Caption The Dark Lord has stolen our noses!

   The battle system is simple enough -- it's just the hero versus one to three monsters on an isometric battlefield. Some monsters are strongly resistant to physical attacks while others ignore magical attacks as if they were nothing, so the hero can't succeed through repetitive use of brute force alone. This is where the Souls from the game's title come into play. Souls are magic crystals that come in four elemental colors and a variety of tetrisoidal shapes. When plugged into the appropriate spaces in a magic pendant they can enable all sorts of interesting spells.

   Most of the basic and mid-range Souls can be won in regular combat against monsters, but for the most powerful ones Elaine must search the various levels of the game thoroughly. In order to use every spell in the game, all of the game's six optional dungeons must be raided, several secret areas found in-town, and finally a few of the most powerful spells must be won off of difficult monsters in the final level. Certain spells can be used outside of battle as well, usually as a means of solving a level's puzzles. Most of these occur in the optional dungeons, but even so it makes for a good change of pace.

   With a library of forty-plus spells, the magic menus can get a bit crowded. Spells are added to the menu in the order that their pendants are activated, and there is no automatic sorting function included. In order to organize spells, the player must switch them back and forth one at a time until they are in the desired order. Weak or unnecessary spells can simply be removed, but the layout is still far from optimal.

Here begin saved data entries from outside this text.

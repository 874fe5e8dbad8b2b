use tokio::sync::mpsc;

/// Event names emitted over the transaction lifecycle.
pub mod events {
    pub const TRANSACTION_SUBMITTED: &str = "transaction_submitted";
    pub const TRANSACTION_FINALIZED: &str = "transaction_finalized";
    pub const TRANSACTION_CANCEL_SUBMITTED: &str = "transaction_cancel_submitted";
    pub const TRANSACTION_REPLACE_SUBMITTED: &str = "transaction_replace_submitted";
    pub const TRANSACTION_STALE: &str = "transaction_stale";
    pub const BATCH_SUBMITTED: &str = "batch_submitted";
}

/// Fire-and-forget analytics. Implementations must never block or fail the
/// calling flow; delivery problems are logged and dropped.
pub trait AnalyticsSink: Send + Sync {
    fn emit(&self, event: &str, properties: serde_json::Value);
}

/// Sink that writes events to the structured log.
pub struct LogSink;

impl AnalyticsSink for LogSink {
    fn emit(&self, event: &str, properties: serde_json::Value) {
        tracing::info!(target: "txflow::analytics", event, %properties, "analytics event");
    }
}

#[derive(Debug, Clone, PartialEq)]
pub struct AnalyticsEvent {
    pub name: String,
    pub properties: serde_json::Value,
}

/// Sink that forwards events to an unbounded channel, for callers that
/// ship them to an external pipeline.
pub struct ChannelSink {
    tx: mpsc::UnboundedSender<AnalyticsEvent>,
}

impl ChannelSink {
    pub fn new() -> (Self, mpsc::UnboundedReceiver<AnalyticsEvent>) {
        let (tx, rx) = mpsc::unbounded_channel();
        (Self { tx }, rx)
    }
}

impl AnalyticsSink for ChannelSink {
    fn emit(&self, event: &str, properties: serde_json::Value) {
        let event = AnalyticsEvent {
            name: event.to_string(),
            properties,
        };
        if self.tx.send(event).is_err() {
            tracing::debug!(target: "txflow::analytics", "analytics receiver dropped, event discarded");
        }
    }
}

   Souls also play a part in the event of a Game Over. Should Elaine fall in battle, the mysterious thief Yamo will swoop in to save her, but only in exchange for one Soul from an active pendant. This means that a spell may become unusable for some time, if the Soul taken away was one of the rarer varieties. If there are no Souls available for Yamo to take, then it's Game Over for real. This generally happens early in the game when the player's Soul collection is still minimal. Later in the game Yamo can be challenged to win back any Souls the player may have lost to him.

Caption Bad dog!

   One last thing that should be mentioned about the battle system is the Tension meter. Every time Elaine gets a hit in, the meter goes up some. Every time she's hit, it goes up by a little. Critical hits make it go up a lot. When the meter goes over one hundred, the player can trigger a "rampage attack" that does damage to everything on screen. More importantly, if the meter hits 255, the rampage goes off automatically, lasts longer, and finishes with a coup-de-grâce magic attack. Timing the appearance of these rampages is a matter of strategic importance, as even the toughest bosses will feel the pain when a hero goes all-out.

   Soul Getter features some decent graphics and spritework for its time. The game's five towns are well designed and visually distinct in layout, coloring, and even architectural style, as are most of the dungeons. The monster sprites seen in battle have a little animation to them, and the spell animations get progressively bigger and better over the course of the game. The game stands out musically as well, at least for its time and platform. The various themes for towns, dungeons, and field are all catchy and do not grate on the ears, but in the end they are still GameBoy midi compositions.

   As this is a GameBoy Color title, it's not too hard to read. The kanji count is practically zero, with all text in hiragana or katakana, and there is some spacing between words which makes it easier to look things up in the dictionary if necessary. The biggest linguistic hurdle is when an NPC gives specific hints or directions to the more maze-like levels of the game. If the player isn't able to parse through it all correctly, then a lot of trial and error will be necessary to succeed.

   For me, Soul Getter has been a good romp through the nostalgia of turn-of-the-millennium gaming. It has also aged surprisingly well as a game. Battles always require some thought, but never too much; the sound is good enough to make me get out my earphones when playing on the train; and it has a surprisingly large amount of optional material to explore in the form of extra dungeons. In my opinion, it was money well spent.

edited 8/17/10 -- forgot to mention the Tension system.